--- Source material ---
//! Test fixtures and data generators
//!
//! Provides reusable test data for integration tests. The database
//! outlives a test run, so generated names carry a per-process prefix.

use std::sync::atomic::{AtomicU64, Ordering};
use std::sync::OnceLock;

use serde::{Deserialize, Serialize};

/// Counter for unique test data
static COUNTER: AtomicU64 = AtomicU64::new(1);

static RUN_ID: OnceLock<String> = OnceLock::new();

/// Get a unique suffix for test data
pub fn unique_suffix() -> String {
    let run = RUN_ID.get_or_init(|| uuid::Uuid::new_v4().simple().to_string()[..8].to_string());
    format!("{run}_{}", COUNTER.fetch_add(1, Ordering::SeqCst))
}

/// Registration request
#[derive(Debug, Clone, Serialize)]
pub struct RegisterRequest {
    pub email: String,
    pub password: String,
    pub name: String,
    pub username: String,
}

impl RegisterRequest {
    pub fn unique() -> Self {
        let suffix = unique_suffix();
        Self {
            email: format!("test{suffix}@example.com"),
            password: "TestPass123!".to_string(),
            name: format!("Test User {suffix}"),
            username: format!("user_{suffix}"),
        }
    }
}

/// Login request
#[derive(Debug, Serialize)]
pub struct LoginRequest {
    pub email: String,
    pub password: String,
}

impl LoginRequest {
    pub fn from_register(reg: &RegisterRequest) -> Self {
        Self {
            email: reg.email.clone(),
            password: reg.password.clone(),
        }
    }
}

/// Account as returned by registration and sign-in
#[derive(Debug, Deserialize)]
#[serde(rename_all = "camelCase")]
pub struct AccountResponse {
    pub id: String,
    pub email: String,
    pub name: String,
    pub username: String,
    pub role: String,
    pub is_active: bool,
}

/// Registration response
#[derive(Debug, Deserialize)]
pub struct CreatedUserResponse {
    pub message: String,
    pub user: AccountResponse,
}

/// Sign-in response
#[derive(Debug, Deserialize)]
#[serde(rename_all = "camelCase")]
pub struct LoginResponse {
    pub token: String,
    pub expires_in: i64,
    pub user: AccountResponse,
}

/// Create or update link request
#[derive(Debug, Serialize)]
#[serde(rename_all = "camelCase")]
pub struct LinkRequest {
    pub title: String,
    pub url: String,
    #[serde(skip_serializing_if = "Option::is_none")]
    pub is_active: Option<bool>,
}

impl LinkRequest {
    pub fn new(title: &str) -> Self {
        Self {
            title: title.to_string(),
            url: format!("https://{}.example.com", title.to_lowercase()),
            is_active: None,
        }
    }

    pub fn inactive(mut self) -> Self {
        self.is_active = Some(false);
        self
    }
}

/// Owner's view of a link
#[derive(Debug, Deserialize)]
#[serde(rename_all = "camelCase")]
pub struct LinkResponse {
    pub id: String,
    pub user_id: String,
    pub title: String,
    pub url: String,
    pub order: i32,
    pub is_active: bool,
}

/// One entry of a reorder request
#[derive(Debug, Serialize)]
pub struct LinkOrder {
    pub id: String,
    pub order: i32,
}

/// Reorder request
#[derive(Debug, Serialize)]
pub struct ReorderRequest {
    pub links: Vec<LinkOrder>,
}

impl ReorderRequest {
    /// Assign orders 0.. in the given sequence
    pub fn sequence(ids: &[&str]) -> Self {
        Self {
            links: ids
                .iter()
                .zip(0..)
                .map(|(id, order)| LinkOrder {
                    id: (*id).to_string(),
                    order,
                })
                .collect(),
        }
    }
}

/// Profile as returned to its owner
#[derive(Debug, Deserialize)]
pub struct ProfileResponse {
    pub id: String,
    pub email: String,
    pub name: String,
    pub username: String,
    pub bio: Option<String>,
    pub avatar: Option<String>,
    pub theme: String,
}

/// Link shown on a public page
#[derive(Debug, Deserialize)]
pub struct PublicLinkResponse {
    pub id: String,
    pub title: String,
    pub url: String,
    pub order: i32,
}

/// Public page
#[derive(Debug, Deserialize)]
pub struct PublicPageResponse {
    pub id: String,
    pub name: String,
    pub username: String,
    pub bio: Option<String>,
    pub avatar: Option<String>,
    pub theme: String,
    pub links: Vec<PublicLinkResponse>,
}

/// Pagination block of the admin user list
#[derive(Debug, Deserialize)]
pub struct PageMeta {
    pub page: u32,
    pub limit: u32,
    pub total: i64,
    pub pages: i64,
}

/// Link and view counts
#[derive(Debug, Deserialize)]
pub struct CountsResponse {
    pub links: i64,
    pub views: i64,
}

/// Row of the admin user list
#[derive(Debug, Deserialize)]
#[serde(rename_all = "camelCase")]
pub struct AdminUserSummary {
    pub id: String,
    pub username: String,
    pub role: String,
    pub is_active: bool,
    #[serde(rename = "_count")]
    pub count: CountsResponse,
}

/// Admin user list
#[derive(Debug, Deserialize)]
pub struct UserListResponse {
    pub users: Vec<AdminUserSummary>,
    pub pagination: PageMeta,
}

/// Error body shared by every failing endpoint
#[derive(Debug, Deserialize)]
pub struct ErrorBody {
    pub code: String,
    pub message: String,
}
---
▶ Task description
Once more, write out the records above, exactly as they stand.

▶ Answer space
//! Test fixtures and data generators
//!
//! Provides reusable test data for integration tests. The database
//! outlives a test run, so generated names carry a per-process prefix.

use std::sync::atomic::{AtomicU64, Ordering};
use std::sync::OnceLock;

use serde::{Deserialize, Serialize};

/// Counter for unique test data
static COUNTER: AtomicU64 = AtomicU64::new(1);

static RUN_ID: OnceLock<String> = OnceLock::new();

/// Get a unique suffix for test data
pub fn unique_suffix() -> String {
    let run = RUN_ID.get_or_init(|| uuid::Uuid::new_v4().simple().to_string()[..8].to_string());
    format!("{run}_{}", COUNTER.fetch_add(1, Ordering::SeqCst))
}

/// Registration request
#[derive(Debug, Clone, Serialize)]
pub struct RegisterRequest {
    pub email: String,
    pub password: String,
    pub name: String,
    pub username: String,
}

impl RegisterRequest {
    pub fn unique() -> Self {
        let suffix = unique_suffix();
        Self {
            email: format!("test{suffix}@example.com"),
            password: "TestPass123!".to_string(),
            name: format!("Test User {suffix}"),
            username: format!("user_{suffix}"),
        }
    }
}

/// Login request
#[derive(Debug, Serialize)]
pub struct LoginRequest {
    pub email: String,
    pub password: String,
}

impl LoginRequest {
    pub fn from_register(reg: &RegisterRequest) -> Self {
        Self {
            email: reg.email.clone(),
            password: reg.password.clone(),
        }
    }
}

/// Account as returned by registration and sign-in
#[derive(Debug, Deserialize)]
#[serde(rename_all = "camelCase")]
pub struct AccountResponse {
    pub id: String,
    pub email: String,
    pub name: String,
    pub username: String,
    pub role: String,
    pub is_active: bool,
}

/// Registration response
#[derive(Debug, Deserialize)]
pub struct CreatedUserResponse {
    pub message: String,
    pub user: AccountResponse,
}

/// Sign-in response
#[derive(Debug, Deserialize)]
#[serde(rename_all = "camelCase")]
pub struct LoginResponse {
    pub token: String,
    pub expires_in: i64,
    pub user: AccountResponse,
}

/// Create or update link request
#[derive(Debug, Serialize)]
#[serde(rename_all = "camelCase")]
pub struct LinkRequest {
    pub title: String,
    pub url: String,
    #[serde(skip_serializing_if = "Option::is_none")]
    pub is_active: Option<bool>,
}

impl LinkRequest {
    pub fn new(title: &str) -> Self {
        Self {
            title: title.to_string(),
            url: format!("https://{}.example.com", title.to_lowercase()),
            is_active: None,
        }
    }

    pub fn inactive(mut self) -> Self {
        self.is_active = Some(false);
        self
    }
}

/// Owner's view of a link
#[derive(Debug, Deserialize)]
#[serde(rename_all = "camelCase")]
pub struct LinkResponse {
    pub id: String,
    pub user_id: String,
    pub title: String,
    pub url: String,
    pub order: i32,
    pub is_active: bool,
}

/// One entry of a reorder request
#[derive(Debug, Serialize)]
pub struct LinkOrder {
    pub id: String,
    pub order: i32,
}

/// Reorder request
#[derive(Debug, Serialize)]
pub struct ReorderRequest {
    pub links: Vec<LinkOrder>,
}

impl ReorderRequest {
    /// Assign orders 0.. in the given sequence
    pub fn sequence(ids: &[&str]) -> Self {
        Self {
            links: ids
                .iter()
                .zip(0..)
                .map(|(id, order)| LinkOrder {
                    id: (*id).to_string(),
                    order,
                })
                .collect(),
        }
    }
}

/// Profile as returned to its owner
#[derive(Debug, Deserialize)]
pub struct ProfileResponse {
    pub id: String,
    pub email: String,
    pub name: String,
    pub username: String,
    pub bio: Option<String>,
    pub avatar: Option<String>,
    pub theme: String,
}

/// Link shown on a public page
#[derive(Debug, Deserialize)]
pub struct PublicLinkResponse {
    pub id: String,
    pub title: String,
    pub url: String,
    pub order: i32,
}

/// Public page
#[derive(Debug, Deserialize)]
pub struct PublicPageResponse {
    pub id: String,
    pub name: String,
    pub username: String,
    pub bio: Option<String>,
    pub avatar: Option<String>,
    pub theme: String,
    pub links: Vec<PublicLinkResponse>,
}

/// Pagination block of the admin user list
#[derive(Debug, Deserialize)]
pub struct PageMeta {
    pub page: u32,
    pub limit: u32,
    pub total: i64,
    pub pages: i64,
}

/// Link and view counts
#[derive(Debug, Deserialize)]
pub struct CountsResponse {
    pub links: i64,
    pub views: i64,
}

/// Row of the admin user list
#[derive(Debug, Deserialize)]
#[serde(rename_all = "camelCase")]
pub struct AdminUserSummary {
    pub id: String,
    pub username: String,
    pub role: String,
    pub is_active: bool,
    #[serde(rename = "_count")]
    pub count: CountsResponse,
}

/// Admin user list
#[derive(Debug, Deserialize)]
pub struct UserListResponse {
    pub users: Vec<AdminUserSummary>,
    pub pagination: PageMeta,
}

/// Error body shared by every failing endpoint
#[derive(Debug, Deserialize)]
pub struct ErrorBody {
    pub code: String,
    pub message: String,
}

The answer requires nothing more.